> _RECORDS TO USE_:
——
impl Element {
    /// Whether this element is a garment composite.
    #[must_use]
    pub fn is_garment(&self) -> bool {
        self.element_type == GARMENT_TYPE
    }

    /// Merge a partial update into this element. Never touches `id` or `z_index`.
    pub fn apply(&mut self, patch: ElementPatch) {
        let ElementPatch {
            name,
            category,
            element_type,
            position,
            rotation,
            scale,
            preview,
            text,
            style,
            template_id,
            colors,
            patterns,
            uploaded_patterns,
            fabric,
            buttons,
        } = patch;

        if let Some(name) = name {
            self.name = name;
        }
        if let Some(category) = category {
            self.category = category;
        }
        if let Some(element_type) = element_type {
            self.element_type = element_type;
        }
        if let Some(position) = position {
            self.position = position;
        }
        if let Some(rotation) = rotation {
            self.rotation = rotation;
        }
        if let Some(scale) = scale {
            self.scale = scale.max(MIN_ELEMENT_SCALE);
        }
        if preview.is_some() {
            self.preview = preview;
        }
        if text.is_some() {
            self.text = text;
        }
        if style.is_some() {
            self.style = style;
        }
        if template_id.is_some() {
            self.template_id = template_id;
        }
        if colors.is_some() {
            self.colors = colors;
        }
        if patterns.is_some() {
            self.patterns = patterns;
        }
        if uploaded_patterns.is_some() {
            self.uploaded_patterns = uploaded_patterns;
        }
        if fabric.is_some() {
            self.fabric = fabric;
        }
        if buttons.is_some() {
            self.buttons = buttons;
        }
    }
}

/// A fully or partially specified element handed to the add path.
///
/// The draft is moved into the store, so later changes to the caller's
/// data can never reach stored state.
#[derive(Debug, Clone, PartialEq, Serialize, Deserialize)]
#[serde(rename_all = "camelCase")]
pub struct ElementDraft {
    /// Caller-supplied id. Ignored for garments.
    pub id: ElementId,
    /// Display name.
    #[serde(default)]
    pub name: String,
    /// Palette category.
    #[serde(default)]
    pub category: String,
    /// Free-form type.
    #[serde(rename = "type")]
    pub element_type: String,
    /// Position; the canvas center when omitted.
    #[serde(default)]
    pub position: Option<Position>,
    /// Rotation in degrees.
    #[serde(default)]
    pub rotation: f32,
    /// Scale multiplier.
    #[serde(default = "ElementDraft::default_scale")]
    pub scale: f32,
    /// Visual preview reference.
    #[serde(default)]
    pub preview: Option<String>,
    /// Text content.
    #[serde(default)]
    pub text: Option<String>,
    /// Box styling.
    #[serde(default)]
    pub style: Option<StyleMap>,
    /// Garment template id.
    #[serde(default)]
    pub template_id: Option<String>,
    /// Per-part colors.
    #[serde(default)]
    pub colors: Option<GarmentColors>,
    /// Per-part library patterns.
    #[serde(default)]
    pub patterns: Option<GarmentPatterns>,
    /// Per-part uploaded patterns.
    #[serde(default)]
    pub uploaded_patterns: Option<GarmentPatterns>,
    /// Material descriptor.
    #[serde(default)]
    pub fabric: Option<FabricProperties>,
    /// Attached buttons.
    #[serde(default)]
    pub buttons: Option<Vec<ButtonDecoration>>,
}

impl ElementDraft {
    const fn default_scale() -> f32 {
        1.0
    }

    /// Start a draft with an id and a type.
    #[must_use]
    pub fn new(id: impl Into<ElementId>, element_type: impl Into<String>) -> Self {
        Self {
            id: id.into(),
            name: String::new(),
            category: String::new(),
            element_type: element_type.into(),
            position: None,
            rotation: 0.0,
            scale: 1.0,
            preview: None,
            text: None,
            style: None,
            template_id: None,
            colors: None,
            patterns: None,
            uploaded_patterns: None,
            fabric: None,
            buttons: None,
        }
    }

    /// Set the display name.
    #[must_use]
    pub fn with_name(mut self, name: impl Into<String>) -> Self {
        self.name = name.into();
        self
    }

    /// Set the category.
    #[must_use]
    pub fn with_category(mut self, category: impl Into<String>) -> Self {
        self.category = category.into();
        self
    }

    /// Set the position.
    #[must_use]
    pub fn with_position(mut self, position: Position) -> Self {
        self.position = Some(position);
        self
    }

    /// Set the text content.
    #[must_use]
    pub fn with_text(mut self, text: impl Into<String>) -> Self {
        self.text = Some(text.into());
        self
    }

    /// Set the garment template.
    #[must_use]
    pub fn with_template(mut self, template_id: impl Into<String>) -> Self {
        self.template_id = Some(template_id.into());
        self
    }

    /// Set per-part colors.
    #[must_use]
    pub fn with_colors(mut self, colors: GarmentColors) -> Self {
        self.colors = Some(colors);
        self
    }

    /// Set the fabric.
    #[must_use]
    pub fn with_fabric(mut self, fabric: FabricProperties) -> Self {
        self.fabric = Some(fabric);
        self
    }

    /// Whether this draft describes a garment.
    #[must_use]
    pub fn is_garment(&self) -> bool {
        self.element_type == GARMENT_TYPE
    }

    /// Turn the draft into a stored element with its final identity,
    /// position and stacking order.
    pub(crate) fn into_element(self, id: ElementId, position: Position, z_index: i32) -> Element {
        Element {
            id,
            name: self.name,
            category: self.category,
            element_type: self.element_type,
            position,
            rotation: self.rotation,
            scale: self.scale.max(MIN_ELEMENT_SCALE),
            z_index,
            preview: self.preview,
            text: self.text,
            style: self.style,
            template_id: self.template_id,
            colors: self.colors,
            patterns: self.patterns,
            uploaded_patterns: self.uploaded_patterns,
            fabric: self.fabric,
            buttons: self.buttons,
        }
    }
}

/// Partial update merged into an existing element.
///
/// There is deliberately no `id` or `z_index` field: identity is fixed and
/// stacking order only changes through selection.
#[derive(Debug, Clone, Default, PartialEq, Serialize, Deserialize)]
#[serde(default, rename_all = "camelCase")]
pub struct ElementPatch {
    /// New display name.
    pub name: Option<String>,
    /// New category.
    pub category: Option<String>,
    /// New type.
    #[serde(rename = "type")]
    pub element_type: Option<String>,
    /// New position.
    pub position: Option<Position>,
    /// New rotation.
    pub rotation: Option<f32>,
    /// New scale.
    pub scale: Option<f32>,
    /// New preview reference.
    pub preview: Option<String>,
    /// New text.
    pub text: Option<String>,
    /// New style.
    pub style: Option<StyleMap>,
    /// New template id.
    pub template_id: Option<String>,
    /// New colors.
    pub colors: Option<GarmentColors>,
    /// New library patterns.
    pub patterns: Option<GarmentPatterns>,
    /// New uploaded patterns.
    pub uploaded_patterns: Option<GarmentPatterns>,
    /// New fabric.
    pub fabric: Option<FabricProperties>,
    /// New buttons.
    pub buttons: Option<Vec<ButtonDecoration>>,
}

impl ElementPatch {
    /// A patch that only moves the element.
    #[must_use]
    pub fn moved_to(position: Position) -> Self {
        Self {
            position: Some(position),
            ..Self::default()
        }
    }

    /// A patch that only rotates the element.
    #[must_use]
    pub fn rotated(rotation: f32) -> Self {
        Self {
            rotation: Some(rotation),
            ..Self::default()
        }
    }

    /// A patch that only rescales the element.
    #[must_use]
    pub fn scaled(scale: f32) -> Self {
        Self {
            scale: Some(scale),
            ..Self::default()
        }
    }
}

#[cfg(test)]
mod tests {
    use super::*;

    #[test]
    fn garment_ids_have_prefix_and_length() {
        let id = ElementId::garment();
        assert!(id.as_str().starts_with(GARMENT_ID_PREFIX));
        assert_eq!(id.as_str().len(), GARMENT_ID_PREFIX.len() + RANDOM_ID_LEN);
        assert_ne!(id, ElementId::garment());
    }

    #[test]
    fn patch_leaves_unset_fields_alone() {
        let mut element = ElementDraft::new("a", "text")
            .with_name("Label")
            .with_text("hello")
            .into_element(ElementId::new("a"), Position::new(10.0, 20.0), 3);

        element.apply(ElementPatch::rotated(45.0));

        assert_eq!(element.text.as_deref(), Some("hello"));
        assert_eq!(element.name, "Label");
        assert_eq!(element.position, Position::new(10.0, 20.0));
        assert!((element.rotation - 45.0).abs() < f32::EPSILON);
        assert_eq!(element.z_index, 3);
    }

    #[test]
    fn element_serializes_type_field() {
        let element = ElementDraft::new("img-1", "image").into_element(
            ElementId::new("img-1"),
            Position::CENTER,
            1,
        );
        let json = serde_json::to_value(&element).expect("serialize");
        assert_eq!(json["type"], "image");
        assert_eq!(json["id"], "img-1");
        assert!(json.get("colors").is_none());
    }

    #[test]
    fn draft_deserializes_with_defaults() {
        let draft: ElementDraft =
            serde_json::from_str(r#"{"id":"x","type":"image"}"#).expect("parse");
        assert!(draft.position.is_none());
        assert!((draft.scale - 1.0).abs() < f32::EPSILON);
        assert!(!draft.is_garment());
    }

    #[test]
    fn nudged_positions_stay_on_canvas() {
        let position = Position::new(95.0, 3.0).nudged(10.0, -5.0);
        assert_eq!(position, Position::new(100.0, 0.0));
    }

    #[test]
    fn scale_patches_respect_the_minimum() {
        let mut element =
            ElementDraft::new("x", "image").into_element(ElementId::new("x"), Position::CENTER, 1);
        element.apply(ElementPatch::scaled(-3.0));
        assert!((element.scale - MIN_ELEMENT_SCALE).abs() < f32::EPSILON);
    }

    #[test]
    fn patterns_are_set_per_part() {
        let mut patterns = GarmentPatterns::default();
        patterns.set(GarmentPart::Sleeves, Some("polka".to_string()));
        assert_eq!(patterns.get(GarmentPart::Sleeves), Some("polka"));
        assert!(patterns.get(GarmentPart::Body).is_none());
        patterns.set(GarmentPart::Sleeves, None);
        assert_eq!(patterns, GarmentPatterns::default());
    }

    #[test]
    fn element_wire_keys_are_camel_case() {
        let mut draft = ElementDraft::new("tee", "garment").with_template("crew-neck-male");
        draft.uploaded_patterns = Some(GarmentPatterns {
            stripes_color: Some("upload-1".to_string()),
            ..GarmentPatterns::default()
        });
        let element = draft.into_element(ElementId::new("tee"), Position::CENTER, 2);
        let json = serde_json::to_value(&element).expect("serialize");
        assert_eq!(json["zIndex"], 2);
        assert_eq!(json["templateId"], "crew-neck-male");
        assert_eq!(json["uploadedPatterns"]["stripesColor"], "upload-1");
        assert!(json.get("template_id").is_none());
    }
}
——
> _INSTRUCTIONS TO FOLLOW_: Everything above from the line with "New library patterns." to the line with "moves the element.", both included, must be repeated exactly, and nothing outside that range.

> _TASK ANSWER_:
    /// New library patterns.
    pub patterns: Option<GarmentPatterns>,
    /// New uploaded patterns.
    pub uploaded_patterns: Option<GarmentPatterns>,
    /// New fabric.
    pub fabric: Option<FabricProperties>,
    /// New buttons.
    pub buttons: Option<Vec<ButtonDecoration>>,
}

impl ElementPatch {
    /// A patch that only moves the element.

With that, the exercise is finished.